## Work order
Each line in the records below, from the one that contains "the poller is" to the one that contains "#[derive(Debug, Clone, Copy, PartialEq, Eq)]", should be reproduced exactly, the first and last included.

================

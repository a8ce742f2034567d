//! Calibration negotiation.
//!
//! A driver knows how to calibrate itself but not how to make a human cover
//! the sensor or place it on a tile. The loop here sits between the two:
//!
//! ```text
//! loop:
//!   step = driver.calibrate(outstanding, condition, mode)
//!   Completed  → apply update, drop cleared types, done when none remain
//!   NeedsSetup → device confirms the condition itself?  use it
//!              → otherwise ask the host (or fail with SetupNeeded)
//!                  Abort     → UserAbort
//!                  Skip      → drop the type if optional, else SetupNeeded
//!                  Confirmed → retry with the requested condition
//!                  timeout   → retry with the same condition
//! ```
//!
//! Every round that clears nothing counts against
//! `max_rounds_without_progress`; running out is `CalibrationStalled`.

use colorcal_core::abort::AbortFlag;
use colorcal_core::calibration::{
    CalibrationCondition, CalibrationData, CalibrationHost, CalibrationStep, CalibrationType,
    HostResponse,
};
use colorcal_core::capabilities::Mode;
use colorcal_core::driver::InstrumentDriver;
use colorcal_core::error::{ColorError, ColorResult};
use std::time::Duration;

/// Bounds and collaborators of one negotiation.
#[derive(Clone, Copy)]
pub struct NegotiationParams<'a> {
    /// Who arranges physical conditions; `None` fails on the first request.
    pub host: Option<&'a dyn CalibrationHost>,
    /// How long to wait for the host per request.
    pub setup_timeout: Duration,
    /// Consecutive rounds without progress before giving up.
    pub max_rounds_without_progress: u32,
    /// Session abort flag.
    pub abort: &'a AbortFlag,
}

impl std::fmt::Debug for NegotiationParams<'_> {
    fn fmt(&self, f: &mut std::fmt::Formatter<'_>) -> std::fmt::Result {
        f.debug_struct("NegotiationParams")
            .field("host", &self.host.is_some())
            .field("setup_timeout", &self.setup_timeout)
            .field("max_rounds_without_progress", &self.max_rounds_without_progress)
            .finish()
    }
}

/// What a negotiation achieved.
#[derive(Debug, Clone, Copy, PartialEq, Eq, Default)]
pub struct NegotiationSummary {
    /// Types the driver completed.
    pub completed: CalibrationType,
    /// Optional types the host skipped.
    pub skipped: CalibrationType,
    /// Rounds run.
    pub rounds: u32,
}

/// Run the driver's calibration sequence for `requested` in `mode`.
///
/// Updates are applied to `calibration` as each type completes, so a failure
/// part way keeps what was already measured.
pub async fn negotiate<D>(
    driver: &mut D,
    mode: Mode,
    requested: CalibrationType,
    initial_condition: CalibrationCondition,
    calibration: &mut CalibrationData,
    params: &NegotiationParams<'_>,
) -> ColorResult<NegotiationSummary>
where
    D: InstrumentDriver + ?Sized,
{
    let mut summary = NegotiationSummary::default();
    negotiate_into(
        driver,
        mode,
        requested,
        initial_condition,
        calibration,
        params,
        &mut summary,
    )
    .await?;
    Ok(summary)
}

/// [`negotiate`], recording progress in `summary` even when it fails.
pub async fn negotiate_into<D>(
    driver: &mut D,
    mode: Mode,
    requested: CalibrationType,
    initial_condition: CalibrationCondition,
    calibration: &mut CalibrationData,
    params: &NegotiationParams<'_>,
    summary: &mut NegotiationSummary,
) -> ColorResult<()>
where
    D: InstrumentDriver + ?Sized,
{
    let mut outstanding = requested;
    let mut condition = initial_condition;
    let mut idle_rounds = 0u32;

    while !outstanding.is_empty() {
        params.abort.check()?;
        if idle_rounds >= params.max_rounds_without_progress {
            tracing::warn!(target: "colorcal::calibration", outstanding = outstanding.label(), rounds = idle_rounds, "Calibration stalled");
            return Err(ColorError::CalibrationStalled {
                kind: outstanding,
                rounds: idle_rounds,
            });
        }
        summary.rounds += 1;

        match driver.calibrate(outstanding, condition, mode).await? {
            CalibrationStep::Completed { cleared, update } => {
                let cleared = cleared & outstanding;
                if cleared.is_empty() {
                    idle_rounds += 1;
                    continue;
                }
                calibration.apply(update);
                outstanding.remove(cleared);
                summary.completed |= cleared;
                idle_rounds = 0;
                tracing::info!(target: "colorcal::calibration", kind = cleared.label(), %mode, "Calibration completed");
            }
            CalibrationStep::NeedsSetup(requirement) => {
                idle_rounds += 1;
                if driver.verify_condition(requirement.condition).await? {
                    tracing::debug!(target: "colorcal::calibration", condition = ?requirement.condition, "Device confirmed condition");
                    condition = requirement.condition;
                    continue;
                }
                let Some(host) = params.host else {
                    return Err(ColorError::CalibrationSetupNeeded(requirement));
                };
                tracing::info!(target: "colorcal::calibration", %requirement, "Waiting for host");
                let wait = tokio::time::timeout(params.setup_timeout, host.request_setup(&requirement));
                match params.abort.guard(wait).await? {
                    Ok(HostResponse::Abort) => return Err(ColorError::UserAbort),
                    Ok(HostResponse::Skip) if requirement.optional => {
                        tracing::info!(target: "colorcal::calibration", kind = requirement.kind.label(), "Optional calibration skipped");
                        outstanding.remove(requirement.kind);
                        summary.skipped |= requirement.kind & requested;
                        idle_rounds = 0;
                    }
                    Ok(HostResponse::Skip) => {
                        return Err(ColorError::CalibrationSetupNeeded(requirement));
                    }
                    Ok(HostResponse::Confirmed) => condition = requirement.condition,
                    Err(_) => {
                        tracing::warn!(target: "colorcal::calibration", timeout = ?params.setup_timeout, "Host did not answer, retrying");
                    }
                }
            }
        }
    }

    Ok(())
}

================

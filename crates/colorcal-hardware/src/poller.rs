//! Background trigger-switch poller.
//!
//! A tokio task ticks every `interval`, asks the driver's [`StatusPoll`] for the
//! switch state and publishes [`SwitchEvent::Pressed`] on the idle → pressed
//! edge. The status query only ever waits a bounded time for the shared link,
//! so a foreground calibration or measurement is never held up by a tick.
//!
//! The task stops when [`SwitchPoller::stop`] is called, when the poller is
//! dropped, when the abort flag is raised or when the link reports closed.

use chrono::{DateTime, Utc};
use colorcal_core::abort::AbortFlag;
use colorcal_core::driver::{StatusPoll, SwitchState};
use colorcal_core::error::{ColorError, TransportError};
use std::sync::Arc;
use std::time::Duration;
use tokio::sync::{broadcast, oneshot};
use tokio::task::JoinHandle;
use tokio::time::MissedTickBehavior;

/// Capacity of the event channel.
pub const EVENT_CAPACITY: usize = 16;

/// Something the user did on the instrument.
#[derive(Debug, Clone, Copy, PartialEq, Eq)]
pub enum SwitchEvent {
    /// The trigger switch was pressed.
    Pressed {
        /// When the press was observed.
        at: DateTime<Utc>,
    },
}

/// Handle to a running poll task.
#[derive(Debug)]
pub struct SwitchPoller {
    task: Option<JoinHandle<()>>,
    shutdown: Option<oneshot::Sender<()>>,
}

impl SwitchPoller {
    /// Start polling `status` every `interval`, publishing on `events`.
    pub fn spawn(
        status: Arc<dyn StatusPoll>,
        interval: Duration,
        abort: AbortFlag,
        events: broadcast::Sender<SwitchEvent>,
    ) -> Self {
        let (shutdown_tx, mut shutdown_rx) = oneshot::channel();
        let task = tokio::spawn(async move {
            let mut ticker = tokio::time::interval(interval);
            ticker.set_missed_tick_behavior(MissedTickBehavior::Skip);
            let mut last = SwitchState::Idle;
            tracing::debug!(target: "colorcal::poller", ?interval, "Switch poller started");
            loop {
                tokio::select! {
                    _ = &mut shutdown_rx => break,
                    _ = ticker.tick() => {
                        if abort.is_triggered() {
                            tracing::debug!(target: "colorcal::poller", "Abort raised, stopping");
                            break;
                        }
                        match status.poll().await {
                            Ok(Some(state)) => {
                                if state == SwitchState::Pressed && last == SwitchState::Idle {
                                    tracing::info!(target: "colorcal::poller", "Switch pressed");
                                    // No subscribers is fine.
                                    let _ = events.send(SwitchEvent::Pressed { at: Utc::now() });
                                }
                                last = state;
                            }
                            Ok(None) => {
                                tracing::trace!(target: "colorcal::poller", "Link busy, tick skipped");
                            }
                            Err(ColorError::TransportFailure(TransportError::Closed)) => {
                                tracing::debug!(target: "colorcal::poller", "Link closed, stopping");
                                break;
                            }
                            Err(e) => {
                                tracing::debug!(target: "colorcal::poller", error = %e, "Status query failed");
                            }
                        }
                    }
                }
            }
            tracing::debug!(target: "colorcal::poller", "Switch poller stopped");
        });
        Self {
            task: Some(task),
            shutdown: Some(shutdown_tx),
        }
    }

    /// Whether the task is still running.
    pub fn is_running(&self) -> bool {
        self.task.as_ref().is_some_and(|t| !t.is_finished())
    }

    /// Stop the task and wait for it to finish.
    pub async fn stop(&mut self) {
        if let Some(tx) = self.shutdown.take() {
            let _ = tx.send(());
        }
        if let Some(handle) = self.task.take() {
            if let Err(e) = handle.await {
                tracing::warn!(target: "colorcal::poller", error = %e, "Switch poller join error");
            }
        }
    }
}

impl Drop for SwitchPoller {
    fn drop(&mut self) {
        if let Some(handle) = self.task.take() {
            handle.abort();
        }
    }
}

================

## Answer to the exercise
//! The task stops when [`SwitchPoller::stop`] is called, when the poller is
//! dropped, when the abort flag is raised or when the link reports closed.

use chrono::{DateTime, Utc};
use colorcal_core::abort::AbortFlag;
use colorcal_core::driver::{StatusPoll, SwitchState};
use colorcal_core::error::{ColorError, TransportError};
use std::sync::Arc;
use std::time::Duration;
use tokio::sync::{broadcast, oneshot};
use tokio::task::JoinHandle;
use tokio::time::MissedTickBehavior;

/// Capacity of the event channel.
pub const EVENT_CAPACITY: usize = 16;

/// Something the user did on the instrument.
#[derive(Debug, Clone, Copy, PartialEq, Eq)]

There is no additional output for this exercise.